Task objective - What lines of the data hold the string "VersionDelta"? Pull each one out.
===== Records for the exercise =====
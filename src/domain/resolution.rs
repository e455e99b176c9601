//! Per-package resolution results

use super::{NormalizedVersion, VersionDelta};
use chrono::{DateTime, Utc};
use serde::Serialize;
use std::collections::BTreeMap;

/// Outdated-ness summary of a target version's own dependencies
#[derive(Debug, Clone, Default, PartialEq, Eq, Serialize)]
pub struct TransitiveAudit {
    /// Number of dependencies declared by the target version
    pub dependencies: usize,
    /// Count of outdated inner dependencies per delta class
    pub outdated: BTreeMap<VersionDelta, usize>,
}

impl TransitiveAudit {
    /// Records one inner dependency and its delta, if any
    pub fn record(&mut self, delta: Option<VersionDelta>) {
        self.dependencies += 1;
        if let Some(delta) = delta {
            *self.outdated.entry(delta).or_insert(0) += 1;
        }
    }

    /// Total number of outdated inner dependencies
    pub fn outdated_count(&self) -> usize {
        self.outdated.values().sum()
    }
}

/// What the registry says about one distinct package name
#[derive(Debug, Clone, PartialEq, Eq, Serialize)]
pub struct PackageResolution {
    pub name: String,
    /// Normalized first-declared range, absent when it does not normalize
    pub current: Option<NormalizedVersion>,
    /// Target version the package would move to
    pub latest_version: String,
    /// dist-tags latest, which differs from `latest_version` under minor-only policy
    pub registry_latest: String,
    /// Minor-only targets per declared major, for majors that have one
    #[serde(skip_serializing_if = "BTreeMap::is_empty")]
    pub minor_targets: BTreeMap<u64, String>,
    pub delta: Option<VersionDelta>,
    #[serde(skip_serializing_if = "Option::is_none")]
    pub audit: Option<TransitiveAudit>,
    #[serde(skip_serializing_if = "Option::is_none")]
    pub published_at: Option<DateTime<Utc>>,
    /// Minor-only policy found no reachable version while a major one exists
    pub held_back: bool,
}

impl PackageResolution {
    /// Creates a resolution without audit or publish data
    pub fn new(
        name: impl Into<String>,
        current: Option<NormalizedVersion>,
        latest_version: impl Into<String>,
        delta: Option<VersionDelta>,
    ) -> Self {
        let latest_version = latest_version.into();
        Self {
            name: name.into(),
            current,
            registry_latest: latest_version.clone(),
            latest_version,
            minor_targets: BTreeMap::new(),
            delta,
            audit: None,
            published_at: None,
            held_back: false,
        }
    }

    pub fn with_audit(mut self, audit: TransitiveAudit) -> Self {
        self.audit = Some(audit);
        self
    }

    pub fn with_published_at(mut self, published_at: DateTime<Utc>) -> Self {
        self.published_at = Some(published_at);
        self
    }

    pub fn with_registry_latest(mut self, registry_latest: impl Into<String>) -> Self {
        self.registry_latest = registry_latest.into();
        self
    }

    pub fn with_minor_targets(mut self, minor_targets: BTreeMap<u64, String>) -> Self {
        self.minor_targets = minor_targets;
        self
    }

    /// Target for a declaration whose own range normalizes to `current`
    ///
    /// The minor-only target of its major when there is one, otherwise dist-tags latest.
    pub fn target_for(&self, current: &NormalizedVersion) -> &str {
        self.minor_targets
            .get(&current.version().major)
            .unwrap_or(&self.registry_latest)
    }

    pub fn held_back(mut self) -> Self {
        self.held_back = true;
        self.delta = None;
        self
    }
}
//! Core domain models for upgradeps
//!
//! This module contains the fundamental types used throughout the application:
//! - Dependency declarations and their groups
//! - Range normalization into comparable versions
//! - Version delta classification
//! - Per-package resolutions and per-entry upgrade outcomes

mod delta;
mod dependency;
mod resolution;
mod update_result;
mod version_spec;

pub use delta::{classify, classify_versions, upgrade_delta, VersionDelta};
pub use dependency::{Dependency, DependencyGroup};
pub use resolution::{PackageResolution, TransitiveAudit};
pub use update_result::{Decision, SkipReason, UpgradeOutcome};
pub use version_spec::NormalizedVersion;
=====
Solution for this exercise -
use super::{NormalizedVersion, VersionDelta};
    pub outdated: BTreeMap<VersionDelta, usize>,
    pub fn record(&mut self, delta: Option<VersionDelta>) {
    pub delta: Option<VersionDelta>,
        delta: Option<VersionDelta>,
pub use delta::{classify, classify_versions, upgrade_delta, VersionDelta};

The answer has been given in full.